Tuesday, May 01, 2012

Brain Farts

You know what a brain fart is, of course ... it's that what the hell!?* moment that happens when you forget what you were about to do, where you were going, or what you were going to do when you got there. It's that moment when the universe seems just a little bit out of kilter.

I have those all the time.

Well, it turns out that there are numerous good reasons for you to have a brain fart. This article explains ten of them, of which I found these the most interesting:

Doors. Psychologists have discovered that the simple act of passing through a doorway separates one set of thoughts and memories from the next in your mind (an "event boundary," as they call it in psycho-speak), just as exiting through a doorway signals the end of a scene in a movie. Your brain files away the thoughts you had in the previous room, and gets ready to process what it will encounter in the next one. Think of the lag time of a digital camera that won't allow you to take a new picture until it's done writing the last one to memory. These event boundaries usually help us organize our thoughts and memories as we navigate through an ever-changing world, but they can cause a temporary brain fart when we suddenly shift to the new environment beyond the door.

Beeps. We're surrounded by beeps. Phones beep, computers beep, alarm clocks beep, trucks beep when they shift into reverse, etc, etc. But the beep is not a sound we encounter in nature, and so our evolutionary memory (sorry, those of you who refuse to believe in evolution) sometimes triggers a brain fart when it hears one and tries to figure out what the hell was that? There's a longer, fascinating explanation in the article that goes into why the physical qualities of the beeping sound have that freezing effect our brains.

Photographs. We didn't evolve hearing beeps and we also didn't evolve seeing photographs ... very clear and detailed representations of people and events in the past. Sometimes, our brains temporarily freeze up as we try to separate the reality of the moment from the image captured in a different time. In short, we can sometimes have a hard time separating appearance from reality** ... leading to a brain fart when we see a photograph, particularly of something or someone that triggers a deeply personal memory. 

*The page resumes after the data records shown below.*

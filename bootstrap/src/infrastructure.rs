//! 基础设施资源管理

use redis::aio::ConnectionManager;
use secrecy::ExposeSecret;
use smsv_adapter_redis::{
    RedisConfig as RedisAdapterConfig, check_connection, create_connection_manager,
};
use smsv_common::{RetryConfig, with_retry};
use smsv_config::AppConfig;
use smsv_errors::{AppError, AppResult};
use tracing::info;

/// 基础设施资源容器
pub struct Infrastructure {
    /// 应用配置
    config: AppConfig,
    /// Redis 适配器配置
    redis_config: RedisAdapterConfig,
    /// Redis 连接管理器
    redis_conn: ConnectionManager,
}

impl Infrastructure {
    /// 从配置创建基础设施资源（带重试）
    pub async fn from_config(config: AppConfig) -> AppResult<Self> {
        let mut redis_config = RedisAdapterConfig::new(config.redis.url.expose_secret().clone());
        if let Some(prefix) = &config.redis.key_prefix {
            redis_config = redis_config.with_key_prefix(prefix.clone());
        }

        let retry_config = RetryConfig::new(
            redis_config.connect_max_attempts,
            redis_config.connect_initial_delay,
            redis_config.connect_max_delay,
        );
        let redis_conn = with_retry(&retry_config, "Redis connection", || {
            let url = redis_config.url.clone();
            async move {
                let mut conn = create_connection_manager(&url).await?;
                check_connection(&mut conn).await?;
                Ok::<_, AppError>(conn)
            }
        })
        .await?;
        info!("Redis connection created");

        Ok(Self {
            config,
            redis_config,
            redis_conn,
        })
    }

    /// 应用配置
    pub fn config(&self) -> &AppConfig {
        &self.config
    }

    /// Redis 适配器配置
    pub fn redis_config(&self) -> &RedisAdapterConfig {
        &self.redis_config
    }

    /// Redis 连接管理器（克隆开销很小）
    pub fn redis_connection(&self) -> ConnectionManager {
        self.redis_conn.clone()
    }
}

Brain farts - they're for real. And here I thought they were just another sign of getting old. I feel better now.

Have a good day. More thoughts tomorrow, unless I encounter another brain fart.

Bilbo

* Did you know that there is actually a punctuation mark that combines the question mark and the exclamation point? It's used to express puzzlement, excitement, or disbelief ... and it's called the interrobang - ‽. You can get it with this html code: &#8253. No charge.


** Like many ultraconservative Republicans.



8 comments:

eViL pOp TaRt said...

OMG! There are terms for this like "event boundaries."

Having a brain fart right now. Or, can we refer to it as a "neurological flatus"?

Amanda said...

I find that the biggest cause of brain farts for me is actually eating. Too bad it wasn't featured in the article...

Mike said...

"event boundary"
Sounds very Star Warsian.

Bilbo said...

Angelique - "neurological flatus." I love it! We could also call it cerebral flatulence. I think I need to work these into my daily vocabulary somehow.

Amanda - Does it depend on what you're eating? Sometimes ice cream gives you a brain freeze, which isn't exactly the same thing.

Mike - you're thinking of event horizon, the edge of a black hole. We have one here in DC, represented by the streets that surround the capitol.

Big Sky Heidi said...

And because photograps can be photoshopped, it can have the effect of blurring reality's bounds.

Didn't some scientist implant false memories in some people through suggestion?

Elvis Wearing a Bra on His Head said...

Memory-wise, we live in airtight compartments.

Bilbo said...

Heidi - you are correct on both counts.

Elvis - yep. Just right.

Dana said...

An an "event boundary"? I'm pretty sure that's what I run into when I drink too much tequila!